TASK INSTRUCTIONS →
Every line of the entries below that includes "push" belongs in the answer, copied as written.

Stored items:
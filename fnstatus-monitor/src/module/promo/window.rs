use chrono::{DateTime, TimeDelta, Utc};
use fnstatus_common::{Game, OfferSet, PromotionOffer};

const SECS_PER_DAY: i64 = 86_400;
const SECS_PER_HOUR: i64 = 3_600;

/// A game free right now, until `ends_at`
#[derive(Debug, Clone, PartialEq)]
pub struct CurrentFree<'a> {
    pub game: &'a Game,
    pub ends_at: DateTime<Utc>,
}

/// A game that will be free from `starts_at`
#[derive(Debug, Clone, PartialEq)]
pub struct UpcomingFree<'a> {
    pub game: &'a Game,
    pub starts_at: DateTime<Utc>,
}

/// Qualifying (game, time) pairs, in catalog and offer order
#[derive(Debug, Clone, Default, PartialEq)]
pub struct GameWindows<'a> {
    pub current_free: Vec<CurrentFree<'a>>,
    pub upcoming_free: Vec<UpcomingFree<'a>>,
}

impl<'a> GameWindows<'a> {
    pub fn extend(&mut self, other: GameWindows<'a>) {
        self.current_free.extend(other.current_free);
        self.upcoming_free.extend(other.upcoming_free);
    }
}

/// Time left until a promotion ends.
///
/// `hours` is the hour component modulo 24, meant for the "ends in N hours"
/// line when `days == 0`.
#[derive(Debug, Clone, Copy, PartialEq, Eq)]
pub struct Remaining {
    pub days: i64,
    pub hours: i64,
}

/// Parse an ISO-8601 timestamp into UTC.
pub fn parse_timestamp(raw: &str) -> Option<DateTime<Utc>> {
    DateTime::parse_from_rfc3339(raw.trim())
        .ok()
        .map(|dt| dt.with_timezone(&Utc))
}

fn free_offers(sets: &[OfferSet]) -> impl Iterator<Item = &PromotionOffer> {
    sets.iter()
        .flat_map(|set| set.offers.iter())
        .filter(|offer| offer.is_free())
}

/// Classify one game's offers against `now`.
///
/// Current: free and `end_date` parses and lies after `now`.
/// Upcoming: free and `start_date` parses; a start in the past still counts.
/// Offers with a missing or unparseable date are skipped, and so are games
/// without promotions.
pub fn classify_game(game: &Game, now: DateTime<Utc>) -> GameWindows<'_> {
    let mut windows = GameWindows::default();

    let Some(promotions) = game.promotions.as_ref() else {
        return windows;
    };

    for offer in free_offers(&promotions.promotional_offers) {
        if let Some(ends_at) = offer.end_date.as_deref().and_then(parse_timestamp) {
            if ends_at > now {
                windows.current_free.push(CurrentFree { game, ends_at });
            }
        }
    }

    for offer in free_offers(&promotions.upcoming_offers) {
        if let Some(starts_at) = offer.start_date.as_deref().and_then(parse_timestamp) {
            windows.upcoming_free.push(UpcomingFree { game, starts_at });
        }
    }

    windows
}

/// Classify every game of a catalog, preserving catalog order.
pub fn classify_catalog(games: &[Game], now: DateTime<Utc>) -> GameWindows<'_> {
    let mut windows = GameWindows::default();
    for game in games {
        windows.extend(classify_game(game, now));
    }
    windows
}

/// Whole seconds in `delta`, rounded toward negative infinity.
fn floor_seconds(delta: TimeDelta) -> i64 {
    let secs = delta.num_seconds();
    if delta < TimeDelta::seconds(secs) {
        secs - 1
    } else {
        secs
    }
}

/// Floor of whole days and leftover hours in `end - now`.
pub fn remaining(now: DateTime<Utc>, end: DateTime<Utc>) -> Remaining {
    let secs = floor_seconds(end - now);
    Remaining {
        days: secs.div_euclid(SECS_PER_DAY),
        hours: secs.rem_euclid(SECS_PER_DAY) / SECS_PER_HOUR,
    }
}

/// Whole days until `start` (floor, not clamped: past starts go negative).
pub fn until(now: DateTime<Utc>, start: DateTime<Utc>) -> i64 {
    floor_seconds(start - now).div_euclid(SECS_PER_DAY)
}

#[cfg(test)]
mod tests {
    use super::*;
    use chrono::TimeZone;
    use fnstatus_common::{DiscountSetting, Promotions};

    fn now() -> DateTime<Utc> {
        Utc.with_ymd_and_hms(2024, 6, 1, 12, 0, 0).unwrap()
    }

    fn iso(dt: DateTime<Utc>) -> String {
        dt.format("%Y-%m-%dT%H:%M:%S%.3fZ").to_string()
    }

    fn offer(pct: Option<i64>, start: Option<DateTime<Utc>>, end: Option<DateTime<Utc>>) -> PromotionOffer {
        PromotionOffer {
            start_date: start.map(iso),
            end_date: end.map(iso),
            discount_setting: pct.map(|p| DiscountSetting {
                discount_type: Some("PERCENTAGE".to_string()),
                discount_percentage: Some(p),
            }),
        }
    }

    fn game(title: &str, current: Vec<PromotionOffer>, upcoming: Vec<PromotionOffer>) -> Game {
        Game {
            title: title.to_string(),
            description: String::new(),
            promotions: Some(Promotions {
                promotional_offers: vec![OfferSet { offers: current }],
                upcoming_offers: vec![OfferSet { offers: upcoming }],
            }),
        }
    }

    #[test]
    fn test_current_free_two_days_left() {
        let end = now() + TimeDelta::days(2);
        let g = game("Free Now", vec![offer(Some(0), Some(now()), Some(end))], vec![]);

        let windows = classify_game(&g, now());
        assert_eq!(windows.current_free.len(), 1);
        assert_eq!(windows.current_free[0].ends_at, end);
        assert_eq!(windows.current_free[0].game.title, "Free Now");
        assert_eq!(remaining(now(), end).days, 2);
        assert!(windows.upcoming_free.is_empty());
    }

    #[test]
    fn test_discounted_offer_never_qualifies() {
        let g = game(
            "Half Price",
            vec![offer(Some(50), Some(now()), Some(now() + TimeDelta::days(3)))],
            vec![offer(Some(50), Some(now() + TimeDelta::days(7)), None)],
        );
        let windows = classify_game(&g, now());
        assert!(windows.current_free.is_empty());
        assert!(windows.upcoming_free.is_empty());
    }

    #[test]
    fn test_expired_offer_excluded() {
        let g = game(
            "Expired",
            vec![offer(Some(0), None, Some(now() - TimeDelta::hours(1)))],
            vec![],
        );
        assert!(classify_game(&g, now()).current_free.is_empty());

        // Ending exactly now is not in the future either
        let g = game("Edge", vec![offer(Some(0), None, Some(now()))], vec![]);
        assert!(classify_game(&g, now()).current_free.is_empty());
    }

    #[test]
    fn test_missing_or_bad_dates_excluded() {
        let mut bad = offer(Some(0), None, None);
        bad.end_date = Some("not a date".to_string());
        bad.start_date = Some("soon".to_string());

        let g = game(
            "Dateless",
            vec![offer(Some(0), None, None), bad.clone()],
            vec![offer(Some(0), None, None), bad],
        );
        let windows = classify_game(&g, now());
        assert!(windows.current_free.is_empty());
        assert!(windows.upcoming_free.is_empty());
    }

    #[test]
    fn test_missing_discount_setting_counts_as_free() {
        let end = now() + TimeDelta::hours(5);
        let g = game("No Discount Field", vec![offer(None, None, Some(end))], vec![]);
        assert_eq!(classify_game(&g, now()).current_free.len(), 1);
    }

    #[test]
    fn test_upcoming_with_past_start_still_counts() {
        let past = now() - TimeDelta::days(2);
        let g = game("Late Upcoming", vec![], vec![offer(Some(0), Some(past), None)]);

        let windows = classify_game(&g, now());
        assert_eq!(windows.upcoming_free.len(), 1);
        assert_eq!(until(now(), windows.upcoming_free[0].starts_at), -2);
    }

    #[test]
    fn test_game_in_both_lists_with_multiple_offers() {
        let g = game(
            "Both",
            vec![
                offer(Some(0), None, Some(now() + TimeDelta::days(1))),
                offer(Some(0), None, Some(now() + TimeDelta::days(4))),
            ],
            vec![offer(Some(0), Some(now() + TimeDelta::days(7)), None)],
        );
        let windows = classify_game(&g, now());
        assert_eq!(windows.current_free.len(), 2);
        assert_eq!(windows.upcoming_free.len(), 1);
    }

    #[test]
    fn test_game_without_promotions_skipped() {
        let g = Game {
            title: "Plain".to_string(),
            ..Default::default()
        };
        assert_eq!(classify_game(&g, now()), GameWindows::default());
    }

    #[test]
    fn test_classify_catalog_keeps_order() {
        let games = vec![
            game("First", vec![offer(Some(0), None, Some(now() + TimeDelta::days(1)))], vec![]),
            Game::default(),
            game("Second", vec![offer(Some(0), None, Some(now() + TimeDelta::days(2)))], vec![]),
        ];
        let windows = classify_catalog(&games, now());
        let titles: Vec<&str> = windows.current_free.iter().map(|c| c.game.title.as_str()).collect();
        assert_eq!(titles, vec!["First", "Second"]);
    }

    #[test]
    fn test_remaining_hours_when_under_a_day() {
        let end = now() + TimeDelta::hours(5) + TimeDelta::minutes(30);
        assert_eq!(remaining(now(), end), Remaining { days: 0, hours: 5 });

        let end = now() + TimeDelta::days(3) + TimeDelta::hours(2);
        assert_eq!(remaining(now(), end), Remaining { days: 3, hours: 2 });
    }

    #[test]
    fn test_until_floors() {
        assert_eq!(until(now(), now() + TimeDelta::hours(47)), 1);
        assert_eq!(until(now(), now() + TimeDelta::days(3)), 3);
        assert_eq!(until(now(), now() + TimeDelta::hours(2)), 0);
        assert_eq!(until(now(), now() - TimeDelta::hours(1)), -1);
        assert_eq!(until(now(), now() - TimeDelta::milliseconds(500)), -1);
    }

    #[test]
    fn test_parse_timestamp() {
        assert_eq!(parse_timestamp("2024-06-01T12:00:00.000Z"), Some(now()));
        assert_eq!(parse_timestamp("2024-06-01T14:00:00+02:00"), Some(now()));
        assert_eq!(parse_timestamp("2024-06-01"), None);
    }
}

EXERCISE RESPONSE →
                windows.current_free.push(CurrentFree { game, ends_at });
            windows.upcoming_free.push(UpcomingFree { game, starts_at });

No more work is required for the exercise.